Brno as a laboratory of modern architecture: Exhibition in Kaunas
After being approached by the Embassy of the Czech Republic in Kaunas and then also by the Municipality of Brno, the Faculty of Architecture of BUT came up with an exhibition concept by Karin Písaříková and Radek Toman. Kaunas is a twin city of Brno and this year they are celebrating 30 years of partnership. Kaunas was also the European Capital of Culture in 2022, whose main theme was Modernism for the future. These interests were connected within the exhibition, which was opened on 13 May in the Kaunas Zoological Museum of Tadase Ivanauskas
For that reason, the Faculty of Architecture identified and selected 7 modernist gems from Brno and supplemented them with edited texts from the Brno Architectural Manual. Roman Warta and Roman Bolček will introduce themselves to the creation of student models.
Brno is proud of a number of monuments of interwar modern architecture, among which we can include buildings by Bohuslav Fuchs, Arnošt Wiesner, Otto Eisler and the world-famous Villa Tugendhat by Ludwig Mies van der Rohe. Brno's interwar architecture is a fascinating reflection of an era that was accompanied by a whole range of political, economic and social changes and documents Brno's efforts to become the second most important administrative city of the new Czechoslovak state. As a result, at the beginning of the 1920s, several young architects came to Brno, who gradually imprinted the features of a modern metropolis on the face of the powerful city. During the family's few decades, a number of buildings for the offices of the new Czechoslovak state were built in Brno, as well as a remarkable number of houses, apartment buildings, schools, hospitals, spas, churches, banks, department stores, cafes, exhibition pavilions, and factories.

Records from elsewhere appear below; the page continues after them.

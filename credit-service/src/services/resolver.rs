//! Provider config resolution.
//!
//! Selection answers "which config executes this request"; pricing answers
//! "what does it cost". User-owned configs win selection but never pricing:
//! the price always comes from platform configs for the model actually used.
//! Both are pure functions over config lists; [`ConfigResolver`] only loads
//! the two ownership scopes and calls them.

use crate::error::CreditError;
use crate::models::{ConfigOwner, ProviderConfig, ServiceType};
use crate::services::store::CreditStore;
use serde::Serialize;
use std::cmp::Ordering;
use std::sync::Arc;
use tracing::{debug, instrument};

/// The config a request executes against and the model it will use.
#[derive(Debug, Clone, Serialize)]
pub struct ExecutionChoice {
    pub config: ProviderConfig,
    pub model: String,
}

/// Execution choice plus the platform price for its model.
#[derive(Debug, Clone, Serialize)]
pub struct PriceQuote {
    pub execution: ExecutionChoice,
    pub credit_cost: i64,
    /// Platform config the price was taken from; `None` means the call is free.
    pub pricing_config_id: Option<i64>,
}

impl PriceQuote {
    pub fn model(&self) -> &str {
        &self.execution.model
    }
}

fn usable(config: &ProviderConfig, owner: ConfigOwner, service_type: ServiceType) -> bool {
    config.owner == owner && config.service_type == service_type && config.is_active
}

/// Higher priority first, then lowest id.
fn by_priority(a: &&ProviderConfig, b: &&ProviderConfig) -> Ordering {
    b.priority
        .cmp(&a.priority)
        .then(a.config_id.cmp(&b.config_id))
}

fn best<'a>(
    configs: &'a [ProviderConfig],
    owner: ConfigOwner,
    service_type: ServiceType,
    extra: impl Fn(&ProviderConfig) -> bool,
) -> Option<&'a ProviderConfig> {
    configs
        .iter()
        .filter(|c| usable(c, owner, service_type) && extra(c))
        .min_by(by_priority)
}

/// Platform default for a service type: `is_default` first, then priority,
/// then lowest id.
pub fn default_platform_config(
    platform_configs: &[ProviderConfig],
    service_type: ServiceType,
) -> Option<&ProviderConfig> {
    platform_configs
        .iter()
        .filter(|c| usable(c, ConfigOwner::Platform, service_type))
        .min_by(|a, b| b.is_default.cmp(&a.is_default).then(by_priority(a, b)))
}

/// Pick the config and model a request executes against.
pub fn select_for_execution(
    user_id: i64,
    user_configs: &[ProviderConfig],
    platform_configs: &[ProviderConfig],
    service_type: ServiceType,
    model_hint: &str,
) -> Result<ExecutionChoice, CreditError> {
    let owner = ConfigOwner::User(user_id);
    let hint = model_hint.trim();

    if !hint.is_empty() {
        let config = best(user_configs, owner, service_type, |c| c.serves_model(hint))
            .or_else(|| {
                best(platform_configs, ConfigOwner::Platform, service_type, |c| {
                    c.serves_model(hint)
                })
            })
            .ok_or_else(|| CreditError::NoConfigFound {
                service_type,
                model: Some(hint.to_string()),
            })?;
        return Ok(ExecutionChoice {
            config: config.clone(),
            model: hint.to_string(),
        });
    }

    let config = best(user_configs, owner, service_type, |_| true)
        .or_else(|| default_platform_config(platform_configs, service_type))
        .ok_or(CreditError::NoConfigFound {
            service_type,
            model: None,
        })?;

    Ok(ExecutionChoice {
        model: config.primary_model().unwrap_or_default().to_string(),
        config: config.clone(),
    })
}

/// Platform price for `model`: `(credit_cost, pricing_config_id)`.
///
/// An exact platform match with a positive cost wins. Otherwise the
/// highest-priority positively priced platform config for the service type
/// applies; if there is none the call is free.
pub fn select_price(
    platform_configs: &[ProviderConfig],
    service_type: ServiceType,
    model: &str,
) -> (i64, Option<i64>) {
    let model = model.trim();
    let exact = if model.is_empty() {
        None
    } else {
        best(platform_configs, ConfigOwner::Platform, service_type, |c| {
            c.serves_model(model)
        })
    };

    if let Some(config) = exact.filter(|c| c.credit_cost > 0) {
        return (config.credit_cost, Some(config.config_id));
    }

    best(platform_configs, ConfigOwner::Platform, service_type, |c| {
        c.credit_cost > 0
    })
    .map_or((0, None), |c| (c.credit_cost, Some(c.config_id)))
}

#[derive(Clone)]
pub struct ConfigResolver {
    store: Arc<dyn CreditStore>,
}

impl ConfigResolver {
    pub fn new(store: Arc<dyn CreditStore>) -> Self {
        Self { store }
    }

    async fn scopes(
        &self,
        user_id: i64,
        service_type: ServiceType,
    ) -> Result<(Vec<ProviderConfig>, Vec<ProviderConfig>), CreditError> {
        let user_configs = self
            .store
            .list_configs(ConfigOwner::User(user_id), Some(service_type), true)
            .await?;
        let platform_configs = self
            .store
            .list_configs(ConfigOwner::Platform, Some(service_type), true)
            .await?;
        Ok((user_configs, platform_configs))
    }

    #[instrument(skip(self))]
    pub async fn resolve_for_execution(
        &self,
        service_type: ServiceType,
        model_hint: &str,
        user_id: i64,
    ) -> Result<ExecutionChoice, CreditError> {
        let (user_configs, platform_configs) = self.scopes(user_id, service_type).await?;
        select_for_execution(
            user_id,
            &user_configs,
            &platform_configs,
            service_type,
            model_hint,
        )
    }

    #[instrument(skip(self))]
    pub async fn resolve_price(
        &self,
        service_type: ServiceType,
        model_hint: &str,
        user_id: i64,
    ) -> Result<PriceQuote, CreditError> {
        let (user_configs, platform_configs) = self.scopes(user_id, service_type).await?;
        let execution = select_for_execution(
            user_id,
            &user_configs,
            &platform_configs,
            service_type,
            model_hint,
        )?;
        let (credit_cost, pricing_config_id) =
            select_price(&platform_configs, service_type, &execution.model);

        debug!(
            config_id = execution.config.config_id,
            model = %execution.model,
            credit_cost = credit_cost,
            "Resolved price"
        );

        Ok(PriceQuote {
            execution,
            credit_cost,
            pricing_config_id,
        })
    }

    /// Platform default config for a service type.
    pub async fn default_config(
        &self,
        service_type: ServiceType,
    ) -> Result<Option<ProviderConfig>, CreditError> {
        let platform_configs = self
            .store
            .list_configs(ConfigOwner::Platform, Some(service_type), true)
            .await?;
        Ok(default_platform_config(&platform_configs, service_type).cloned())
    }
}

#[cfg(test)]
mod tests {
    use super::*;
    use chrono::Utc;
    use secrecy::Secret;

    fn config(
        id: i64,
        owner: ConfigOwner,
        model: &str,
        priority: i32,
        cost: i64,
    ) -> ProviderConfig {
        ProviderConfig {
            config_id: id,
            owner,
            service_type: ServiceType::Text,
            provider: "openai".to_string(),
            name: format!("cfg-{}", id),
            base_url: "https://api.example.com".to_string(),
            secret: Secret::new("secret".to_string()),
            models: vec![model.to_string()],
            priority,
            is_default: false,
            is_active: true,
            credit_cost: cost,
            settings: None,
            created_utc: Utc::now(),
            updated_utc: Utc::now(),
        }
    }

    const USER: i64 = 7;

    #[test]
    fn hint_prefers_user_config_regardless_of_priority() {
        let users = vec![config(1, ConfigOwner::User(USER), "gpt-4o", 1, 0)];
        let platform = vec![config(2, ConfigOwner::Platform, "gpt-4o", 100, 3)];

        let choice =
            select_for_execution(USER, &users, &platform, ServiceType::Text, "gpt-4o").unwrap();
        assert_eq!(choice.config.config_id, 1);
        assert_eq!(choice.model, "gpt-4o");
    }

    #[test]
    fn hint_falls_back_to_platform_then_fails() {
        let users = vec![config(1, ConfigOwner::User(USER), "mine", 1, 0)];
        let platform = vec![config(2, ConfigOwner::Platform, "gpt-4o", 1, 3)];

        let choice =
            select_for_execution(USER, &users, &platform, ServiceType::Text, "gpt-4o").unwrap();
        assert_eq!(choice.config.config_id, 2);

        let err = select_for_execution(USER, &users, &platform, ServiceType::Text, "unknown")
            .unwrap_err();
        assert!(matches!(err, CreditError::NoConfigFound { model: Some(ref m), .. } if m == "unknown"));
    }

    #[test]
    fn no_hint_uses_highest_priority_user_config_with_lowest_id_tiebreak() {
        let users = vec![
            config(3, ConfigOwner::User(USER), "b", 5, 0),
            config(2, ConfigOwner::User(USER), "a", 5, 0),
            config(1, ConfigOwner::User(USER), "low", 1, 0),
        ];
        let choice = select_for_execution(USER, &users, &[], ServiceType::Text, "").unwrap();
        assert_eq!(choice.config.config_id, 2);
        assert_eq!(choice.model, "a");
    }

    #[test]
    fn no_hint_falls_back_to_platform_default() {
        let mut flagged = config(2, ConfigOwner::Platform, "default-model", 1, 2);
        flagged.is_default = true;
        let platform = vec![config(1, ConfigOwner::Platform, "other", 50, 2), flagged];

        let choice = select_for_execution(USER, &[], &platform, ServiceType::Text, "").unwrap();
        assert_eq!(choice.config.config_id, 2);
        assert_eq!(choice.model, "default-model");
    }

    #[test]
    fn selection_ignores_inactive_foreign_and_other_service_configs() {
        let mut inactive = config(1, ConfigOwner::User(USER), "m", 9, 0);
        inactive.is_active = false;
        let foreign = config(2, ConfigOwner::User(USER + 1), "m", 9, 0);
        let mut image = config(3, ConfigOwner::User(USER), "m", 9, 0);
        image.service_type = ServiceType::Image;

        let users = vec![inactive, foreign, image];
        let err = select_for_execution(USER, &users, &[], ServiceType::Text, "m").unwrap_err();
        assert!(matches!(err, CreditError::NoConfigFound { .. }));
    }

    #[test]
    fn price_uses_exact_platform_model() {
        let platform = vec![
            config(1, ConfigOwner::Platform, "cheap", 10, 1),
            config(2, ConfigOwner::Platform, "premium", 1, 8),
        ];
        assert_eq!(
            select_price(&platform, ServiceType::Text, "premium"),
            (8, Some(2))
        );
    }

    #[test]
    fn zero_cost_exact_match_falls_back_to_positive_price() {
        let platform = vec![
            config(1, ConfigOwner::Platform, "placeholder", 100, 0),
            config(2, ConfigOwner::Platform, "standard", 5, 4),
            config(3, ConfigOwner::Platform, "other", 1, 9),
        ];
        assert_eq!(
            select_price(&platform, ServiceType::Text, "placeholder"),
            (4, Some(2))
        );
        assert_eq!(
            select_price(&platform, ServiceType::Text, "unknown"),
            (4, Some(2))
        );
    }

    #[test]
    fn price_is_zero_without_positive_platform_configs() {
        let platform = vec![config(1, ConfigOwner::Platform, "free", 1, 0)];
        assert_eq!(select_price(&platform, ServiceType::Text, "free"), (0, None));
    }

    #[test]
    fn price_never_reads_user_owned_configs() {
        let mixed = vec![
            config(1, ConfigOwner::User(USER), "gpt-4o", 100, 1),
            config(2, ConfigOwner::Platform, "gpt-4o", 1, 6),
        ];
        assert_eq!(select_price(&mixed, ServiceType::Text, "gpt-4o"), (6, Some(2)));

        let only_user = vec![config(1, ConfigOwner::User(USER), "gpt-4o", 100, 1)];
        assert_eq!(select_price(&only_user, ServiceType::Text, "gpt-4o"), (0, None));
    }
}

This numerous set of buildings combined an emphasis on simplicity, functionality, rationality of construction and aesthetic purity. Functionalist architectural vocabulary has become a universal means of expression both for avant-garde architects and for construction entrepreneurs or representatives of state institutions. The reason for this general acceptance of functionalist architecture was the social consensus that this architectural style also represents Czechoslovakia as a free and democratic state.
The exhibition is financed by the city of Brno.